> _EXERCISE DETAILS_
Please copy out each line of the listing that contains the word "Meta".

> _DATA EXCERPTS_
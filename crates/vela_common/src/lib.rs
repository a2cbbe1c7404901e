//! Shared identifiers, addresses, and descriptors for the vela catalog
//! service and the index lookup layer.

use std::fmt;

use serde::{Deserialize, Serialize};

pub mod config;
pub mod error;
pub mod schema;
pub mod value;

pub use error::{ErrorCode, StoreError};

/// Id of a graph space.
pub type SpaceId = i32;
/// Id of a partition within a space.
pub type PartitionId = i32;
/// Id of a vertex tag schema.
pub type TagId = i32;
/// Id of an edge type schema.
pub type EdgeType = i32;
/// Id of a secondary index.
pub type IndexId = i32;
/// Version of a tag or edge schema. Versions start at 0.
pub type SchemaVer = i64;
/// Leader election term.
pub type TermId = i64;

/// The catalog itself lives in one replicated KV group: a single default
/// space with a single default partition.
pub const DEFAULT_SPACE_ID: SpaceId = 0;
pub const DEFAULT_PART_ID: PartitionId = 0;

/// Network address of a cluster host.
#[derive(Clone, Debug, Hash, PartialEq, Eq, PartialOrd, Ord, Serialize, Deserialize)]
pub struct HostAddr {
    pub host: String,
    pub port: u16,
}

impl HostAddr {
    pub fn new(host: impl Into<String>, port: u16) -> Self {
        Self {
            host: host.into(),
            port,
        }
    }

    /// Translate a consensus-peer address to the service address. The
    /// service listener is bound one port below the raft listener.
    pub fn from_raft_addr(&self) -> Self {
        Self {
            host: self.host.clone(),
            port: self.port.saturating_sub(1),
        }
    }
}

impl fmt::Display for HostAddr {
    fn fmt(&self, f: &mut fmt::Formatter<'_>) -> fmt::Result {
        write!(f, "{}:{}", self.host, self.port)
    }
}

/// Role a host registered under.
#[derive(Clone, Copy, Debug, PartialEq, Eq, Serialize, Deserialize)]
pub enum HostRole {
    Graph,
    Meta,
    Storage,
    Unknown,
}

impl HostRole {
    pub fn from_u8(raw: u8) -> Self {
        match raw {
            0 => HostRole::Graph,
            1 => HostRole::Meta,
            2 => HostRole::Storage,
            _ => HostRole::Unknown,
        }
    }

    pub fn as_u8(self) -> u8 {
        match self {
            HostRole::Graph => 0,
            HostRole::Meta => 1,
            HostRole::Storage => 2,
            HostRole::Unknown => 255,
        }
    }
}

/// Derived liveness of a host, classified from its last heartbeat.
#[derive(Clone, Copy, Debug, PartialEq, Eq)]
pub enum HostStatus {
    Online,
    Offline,
}

/// Validity of a snapshot/backup record. `Valid` is only written after every
/// per-host checkpoint succeeded.
#[derive(Clone, Copy, Debug, PartialEq, Eq)]
pub enum SnapshotStatus {
    Invalid,
    Valid,
}

impl SnapshotStatus {
    pub fn from_u8(raw: u8) -> Self {
        if raw == 1 {
            SnapshotStatus::Valid
        } else {
            SnapshotStatus::Invalid
        }
    }

    pub fn as_u8(self) -> u8 {
        match self {
            SnapshotStatus::Invalid => 0,
            SnapshotStatus::Valid => 1,
        }
    }
}

/// Write-blocking sign broadcast to storage hosts around a checkpoint.
#[derive(Clone, Copy, Debug, PartialEq, Eq)]
pub enum SignType {
    BlockOn,
    BlockOff,
}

> _SOLUTION TO THIS TASK_
    Meta,
            1 => HostRole::Meta,
            HostRole::Meta => 1,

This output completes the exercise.